Exact reproduction is needed for the lines from the one with "pub const NZD: Currency" to the end of the listing below, and for no other lines.

> [PROVIDED DATA]:

+++

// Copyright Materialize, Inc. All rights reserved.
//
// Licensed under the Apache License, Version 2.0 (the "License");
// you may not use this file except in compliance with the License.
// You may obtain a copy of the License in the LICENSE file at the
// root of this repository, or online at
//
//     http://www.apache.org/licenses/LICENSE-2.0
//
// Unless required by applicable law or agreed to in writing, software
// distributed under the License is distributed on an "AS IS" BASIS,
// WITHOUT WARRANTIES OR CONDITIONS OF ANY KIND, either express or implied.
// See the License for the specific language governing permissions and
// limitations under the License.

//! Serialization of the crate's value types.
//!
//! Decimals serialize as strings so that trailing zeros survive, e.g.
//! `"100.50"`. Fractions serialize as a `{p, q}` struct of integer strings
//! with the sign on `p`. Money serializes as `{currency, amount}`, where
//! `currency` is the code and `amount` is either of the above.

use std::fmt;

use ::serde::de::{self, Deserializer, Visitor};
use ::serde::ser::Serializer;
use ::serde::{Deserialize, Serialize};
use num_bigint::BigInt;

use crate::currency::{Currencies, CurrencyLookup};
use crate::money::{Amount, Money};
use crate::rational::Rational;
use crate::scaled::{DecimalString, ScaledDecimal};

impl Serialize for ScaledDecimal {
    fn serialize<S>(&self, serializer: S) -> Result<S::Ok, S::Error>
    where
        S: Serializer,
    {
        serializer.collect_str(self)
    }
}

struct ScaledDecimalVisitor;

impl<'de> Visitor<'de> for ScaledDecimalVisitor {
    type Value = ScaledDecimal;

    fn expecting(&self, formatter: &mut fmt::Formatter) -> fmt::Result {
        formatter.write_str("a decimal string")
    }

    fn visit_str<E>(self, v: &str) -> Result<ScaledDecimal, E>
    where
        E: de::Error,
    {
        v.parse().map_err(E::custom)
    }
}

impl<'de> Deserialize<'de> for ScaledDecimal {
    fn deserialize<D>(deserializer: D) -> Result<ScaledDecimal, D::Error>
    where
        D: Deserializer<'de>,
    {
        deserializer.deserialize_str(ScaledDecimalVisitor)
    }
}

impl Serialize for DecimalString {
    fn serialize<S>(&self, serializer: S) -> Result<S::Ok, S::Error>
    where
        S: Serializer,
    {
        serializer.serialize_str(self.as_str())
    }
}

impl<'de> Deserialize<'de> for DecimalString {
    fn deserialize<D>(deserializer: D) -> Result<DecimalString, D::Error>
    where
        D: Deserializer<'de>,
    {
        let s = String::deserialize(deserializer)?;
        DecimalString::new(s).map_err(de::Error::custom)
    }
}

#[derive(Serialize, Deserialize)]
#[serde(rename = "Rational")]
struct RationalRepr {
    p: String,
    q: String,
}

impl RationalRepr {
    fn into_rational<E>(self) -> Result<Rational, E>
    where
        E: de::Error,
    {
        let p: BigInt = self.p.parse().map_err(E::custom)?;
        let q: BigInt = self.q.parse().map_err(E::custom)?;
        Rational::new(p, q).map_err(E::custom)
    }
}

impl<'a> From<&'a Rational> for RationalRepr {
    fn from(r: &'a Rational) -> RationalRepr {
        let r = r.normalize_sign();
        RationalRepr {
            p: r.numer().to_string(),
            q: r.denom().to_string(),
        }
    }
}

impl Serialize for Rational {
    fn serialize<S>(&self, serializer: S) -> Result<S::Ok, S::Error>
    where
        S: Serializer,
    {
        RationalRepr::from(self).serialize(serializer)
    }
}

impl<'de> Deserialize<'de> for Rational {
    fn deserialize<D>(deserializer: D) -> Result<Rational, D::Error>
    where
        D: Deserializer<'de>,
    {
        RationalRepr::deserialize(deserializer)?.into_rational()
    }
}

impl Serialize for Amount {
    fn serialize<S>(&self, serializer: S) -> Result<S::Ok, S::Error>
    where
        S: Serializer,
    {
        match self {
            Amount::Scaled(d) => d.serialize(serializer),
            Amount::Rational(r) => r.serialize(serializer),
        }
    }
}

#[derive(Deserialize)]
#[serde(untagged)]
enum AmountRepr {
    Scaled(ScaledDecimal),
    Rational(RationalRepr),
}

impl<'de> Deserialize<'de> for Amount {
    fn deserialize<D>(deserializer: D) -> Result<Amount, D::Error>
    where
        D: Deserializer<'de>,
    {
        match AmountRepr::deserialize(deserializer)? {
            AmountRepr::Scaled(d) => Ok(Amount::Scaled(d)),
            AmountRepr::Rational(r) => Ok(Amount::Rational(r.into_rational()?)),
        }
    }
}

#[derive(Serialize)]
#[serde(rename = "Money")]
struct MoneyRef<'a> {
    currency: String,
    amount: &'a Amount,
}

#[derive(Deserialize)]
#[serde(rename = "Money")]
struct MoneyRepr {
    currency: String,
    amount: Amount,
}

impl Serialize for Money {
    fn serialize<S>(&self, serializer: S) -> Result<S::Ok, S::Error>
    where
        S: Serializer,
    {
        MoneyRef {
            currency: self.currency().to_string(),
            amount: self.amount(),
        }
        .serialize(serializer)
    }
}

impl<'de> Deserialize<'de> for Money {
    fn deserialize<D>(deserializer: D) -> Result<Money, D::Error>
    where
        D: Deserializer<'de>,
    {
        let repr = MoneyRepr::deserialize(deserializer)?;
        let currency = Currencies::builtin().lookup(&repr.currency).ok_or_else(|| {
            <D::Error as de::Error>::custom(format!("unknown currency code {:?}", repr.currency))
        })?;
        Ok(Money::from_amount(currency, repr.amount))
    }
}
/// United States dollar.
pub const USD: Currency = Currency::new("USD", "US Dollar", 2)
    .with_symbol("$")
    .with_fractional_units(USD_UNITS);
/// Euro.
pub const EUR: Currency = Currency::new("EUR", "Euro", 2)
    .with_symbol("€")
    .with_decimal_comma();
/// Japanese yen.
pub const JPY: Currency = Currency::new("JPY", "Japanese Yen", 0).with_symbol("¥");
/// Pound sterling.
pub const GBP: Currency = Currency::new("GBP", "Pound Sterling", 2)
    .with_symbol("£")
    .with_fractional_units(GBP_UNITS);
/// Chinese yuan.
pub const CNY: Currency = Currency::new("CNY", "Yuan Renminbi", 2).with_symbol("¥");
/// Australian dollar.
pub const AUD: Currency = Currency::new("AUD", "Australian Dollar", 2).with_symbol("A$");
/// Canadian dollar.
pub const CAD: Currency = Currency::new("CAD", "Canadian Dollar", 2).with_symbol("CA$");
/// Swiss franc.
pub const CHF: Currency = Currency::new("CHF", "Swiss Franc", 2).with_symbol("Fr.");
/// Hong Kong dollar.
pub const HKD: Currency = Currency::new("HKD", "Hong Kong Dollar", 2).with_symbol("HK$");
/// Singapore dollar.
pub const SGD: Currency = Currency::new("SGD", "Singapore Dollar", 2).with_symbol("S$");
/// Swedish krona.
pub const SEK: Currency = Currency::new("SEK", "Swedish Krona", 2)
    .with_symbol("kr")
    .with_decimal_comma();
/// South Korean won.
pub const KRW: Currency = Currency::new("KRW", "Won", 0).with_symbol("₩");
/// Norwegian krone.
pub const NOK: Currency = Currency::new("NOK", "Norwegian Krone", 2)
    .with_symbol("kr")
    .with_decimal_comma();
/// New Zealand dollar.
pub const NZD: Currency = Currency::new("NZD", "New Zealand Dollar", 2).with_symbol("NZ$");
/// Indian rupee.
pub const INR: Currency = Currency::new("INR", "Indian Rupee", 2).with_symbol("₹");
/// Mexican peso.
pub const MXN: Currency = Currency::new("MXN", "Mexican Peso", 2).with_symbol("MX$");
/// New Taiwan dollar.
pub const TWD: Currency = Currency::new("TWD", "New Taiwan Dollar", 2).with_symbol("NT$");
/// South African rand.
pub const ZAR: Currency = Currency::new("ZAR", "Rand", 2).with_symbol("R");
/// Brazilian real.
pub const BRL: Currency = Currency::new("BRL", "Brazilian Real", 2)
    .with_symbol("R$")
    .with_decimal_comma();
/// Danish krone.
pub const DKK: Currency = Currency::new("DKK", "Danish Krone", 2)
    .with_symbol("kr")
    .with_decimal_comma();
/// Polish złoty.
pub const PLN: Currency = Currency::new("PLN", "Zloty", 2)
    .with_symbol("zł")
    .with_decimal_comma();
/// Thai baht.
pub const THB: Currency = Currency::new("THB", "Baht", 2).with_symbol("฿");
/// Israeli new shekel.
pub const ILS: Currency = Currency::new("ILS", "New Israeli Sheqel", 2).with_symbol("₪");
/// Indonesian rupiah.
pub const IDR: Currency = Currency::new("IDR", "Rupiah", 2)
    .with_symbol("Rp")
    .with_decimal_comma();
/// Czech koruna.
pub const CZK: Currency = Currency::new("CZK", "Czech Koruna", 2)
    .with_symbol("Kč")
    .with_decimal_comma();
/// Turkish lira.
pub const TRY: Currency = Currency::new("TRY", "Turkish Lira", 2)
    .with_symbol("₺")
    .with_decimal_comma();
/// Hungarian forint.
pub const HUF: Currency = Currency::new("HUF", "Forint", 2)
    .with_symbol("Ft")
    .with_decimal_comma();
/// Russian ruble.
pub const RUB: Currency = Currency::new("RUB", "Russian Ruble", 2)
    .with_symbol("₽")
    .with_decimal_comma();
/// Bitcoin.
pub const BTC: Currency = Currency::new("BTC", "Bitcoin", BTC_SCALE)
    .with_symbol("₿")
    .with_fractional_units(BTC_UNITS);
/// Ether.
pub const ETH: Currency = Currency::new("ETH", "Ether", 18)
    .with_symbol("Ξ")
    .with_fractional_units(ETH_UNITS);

+++

> [RESPONSE AREA]:
pub const NZD: Currency = Currency::new("NZD", "New Zealand Dollar", 2).with_symbol("NZ$");
/// Indian rupee.
pub const INR: Currency = Currency::new("INR", "Indian Rupee", 2).with_symbol("₹");
/// Mexican peso.
pub const MXN: Currency = Currency::new("MXN", "Mexican Peso", 2).with_symbol("MX$");
/// New Taiwan dollar.
pub const TWD: Currency = Currency::new("TWD", "New Taiwan Dollar", 2).with_symbol("NT$");
/// South African rand.
pub const ZAR: Currency = Currency::new("ZAR", "Rand", 2).with_symbol("R");
/// Brazilian real.
pub const BRL: Currency = Currency::new("BRL", "Brazilian Real", 2)
    .with_symbol("R$")
    .with_decimal_comma();
/// Danish krone.
pub const DKK: Currency = Currency::new("DKK", "Danish Krone", 2)
    .with_symbol("kr")
    .with_decimal_comma();
/// Polish złoty.
pub const PLN: Currency = Currency::new("PLN", "Zloty", 2)
    .with_symbol("zł")
    .with_decimal_comma();
/// Thai baht.
pub const THB: Currency = Currency::new("THB", "Baht", 2).with_symbol("฿");
/// Israeli new shekel.
pub const ILS: Currency = Currency::new("ILS", "New Israeli Sheqel", 2).with_symbol("₪");
/// Indonesian rupiah.
pub const IDR: Currency = Currency::new("IDR", "Rupiah", 2)
    .with_symbol("Rp")
    .with_decimal_comma();
/// Czech koruna.
pub const CZK: Currency = Currency::new("CZK", "Czech Koruna", 2)
    .with_symbol("Kč")
    .with_decimal_comma();
/// Turkish lira.
pub const TRY: Currency = Currency::new("TRY", "Turkish Lira", 2)
    .with_symbol("₺")
    .with_decimal_comma();
/// Hungarian forint.
pub const HUF: Currency = Currency::new("HUF", "Forint", 2)
    .with_symbol("Ft")
    .with_decimal_comma();
/// Russian ruble.
pub const RUB: Currency = Currency::new("RUB", "Russian Ruble", 2)
    .with_symbol("₽")
    .with_decimal_comma();
/// Bitcoin.
pub const BTC: Currency = Currency::new("BTC", "Bitcoin", BTC_SCALE)
    .with_symbol("₿")
    .with_fractional_units(BTC_UNITS);
/// Ether.
pub const ETH: Currency = Currency::new("ETH", "Ether", 18)
    .with_symbol("Ξ")
    .with_fractional_units(ETH_UNITS);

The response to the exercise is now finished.